How the NFL determines the mixed crews for the playoffs

The process of assigning playoff officials has been largely a secret, with some of the details not even shared with officials. However, there is a general framework that has been established by the league and the officials’ union. 



The process of assigning playoff officials has been largely a secret, with some of the details not even shared with officials. However, there is a general framework that has been established by the league and the officials’ union. 

Senior vice president of officiating Al Riveron determines the assignments by placing officials in a three-tier ranking. Tier 1 is a championship level; Tier 2 is a qualified level; and Tier 3 officials do not get assignments. Although the placement into a tier is largely based on grades, it has the subjectivity to allow Riveron to consider intangibles, such as leadership, decisiveness, and managing the pace of game. The top tier is generally limited to 4 to 6 officials at each position.

There are no all-star crews in the first two rounds of the playoffs; mixed crews is a more accurate term. The crews are assigned by individual merit, rather than a crew score, to prevent lower-graded officials from getting unearned assignments or negatively affecting superior crewmates. This provision is included in the collective bargaining agreement with the officials union signed in 2012.

At the Conference Championship and Super Bowl level, those officials are pulled from Tier 1, and that is when the all-star label is applicable.

Playoff assignment procedure

First, to qualify for any postseason assignment, an official may not be in the first season or the first season as referee. There are 7 first-year officials (1 line judge, 4 field judges, 1 side judge, and 1 back judge) and 4 new referees this year. There are 8 officials in their second season who are now playoff eligible.

Injuries can also be a factor, particularly for late-season injuries or prolonged absences earlier in the season.

Past practice is that an official will only get one on-field assignment in the postseason or the Pro Bowl, except that the Super Bowl crew also works the Divisional Playoffs. This changed in 2017, as there were some officials that worked both the Wild Card round and a Conference Championship game; the last time this occurred was in 2004. There is a strong indication that most Conference Championship officials this year will have also worked a Wild Card game.

Super Bowl

The Super Bowl assignment would be selected from the Tier 1 officials, but these minimum qualifications apply:

Referee Other positions
  • 5 years of NFL experience
  • 3 years as NFL referee
  • 1 postseason game as a referee in a previous season
  • 5 years of NFL experience
  • Postseason experience of either:
    • 1 career conference championship game
    • 3 playoff games in the previous 5 years

Referee Brad Allen and side judges Brad Freeman, Eugene Hall, and Scott Novak are in their first year of Super Bowl eligibility. (Novak has worked a playoff game in every eligible season, and qualifies under the 3-in-5 criteria above.) John Hussey regained eligibility as a referee, and down judge Phil McKinnely has regained his eligibility by the 3-in-5.

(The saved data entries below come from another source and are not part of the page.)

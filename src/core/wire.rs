//! Request encoding for the disk-image creation service
//!
//! A disk is created with one request per disk plan: the target image name
//! goes in the path, the body is `{ "label": ..., "contents": [...] }`. Each
//! contents element is either a plain file name (copy the whole file) or an
//! object `{ name, start?, length?, rename? }`.

use crate::plan::{DiskPlan, FileOperation};
use serde::{Deserialize, Serialize};

/// One element of a creation request's `contents` list
#[derive(Debug, Clone, PartialEq, Eq, Serialize, Deserialize)]
#[serde(untagged)]
pub enum ContentEntry {
    /// Whole file, written under its own name
    File(String),

    /// Slice and/or rename of an uploaded file
    Slice {
        name: String,
        #[serde(default, skip_serializing_if = "Option::is_none")]
        start: Option<u64>,
        #[serde(default, skip_serializing_if = "Option::is_none")]
        length: Option<u64>,
        #[serde(default, skip_serializing_if = "Option::is_none")]
        rename: Option<String>,
    },
}

impl From<&FileOperation> for ContentEntry {
    fn from(operation: &FileOperation) -> Self {
        match operation {
            FileOperation::WholeFile {
                source,
                output_name,
            } if source == output_name => ContentEntry::File(source.clone()),
            FileOperation::WholeFile {
                source,
                output_name,
            } => ContentEntry::Slice {
                name: source.clone(),
                start: None,
                length: None,
                rename: Some(output_name.clone()),
            },
            FileOperation::RangeChunk {
                source,
                start,
                length,
                output_name,
            } => ContentEntry::Slice {
                name: source.clone(),
                start: Some(*start),
                length: Some(*length),
                rename: Some(output_name.clone()),
            },
        }
    }
}

#[derive(Serialize)]
struct RequestBody<'a> {
    label: &'a str,
    contents: &'a [ContentEntry],
}

/// Everything needed to create one disk image
#[derive(Debug, Clone, PartialEq, Eq, Serialize, Deserialize)]
pub struct CreateDiskRequest {
    /// Target image file name
    pub name: String,

    pub label: String,

    pub contents: Vec<ContentEntry>,
}

impl CreateDiskRequest {
    pub fn new(name: impl Into<String>, label: impl Into<String>, plan: &DiskPlan) -> Self {
        CreateDiskRequest {
            name: name.into(),
            label: label.into(),
            contents: plan.iter().map(ContentEntry::from).collect(),
        }
    }

    /// JSON body of the request (`name` travels in the path)
    pub fn body(&self) -> serde_json::Result<serde_json::Value> {
        serde_json::to_value(RequestBody {
            label: &self.label,
            contents: &self.contents,
        })
    }
}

The official selected at each position for the Super Bowl is not necessarily the top ranked official. An official at each position in that tier that has not previously worked a Super Bowl usually will get first preference. However, if an official was graded at the top in the previous postseason, and skipped over to award a first preference, that official will not be skipped again if he or she ranks first in the current season. The first preference must also meet the qualification factors in the table above.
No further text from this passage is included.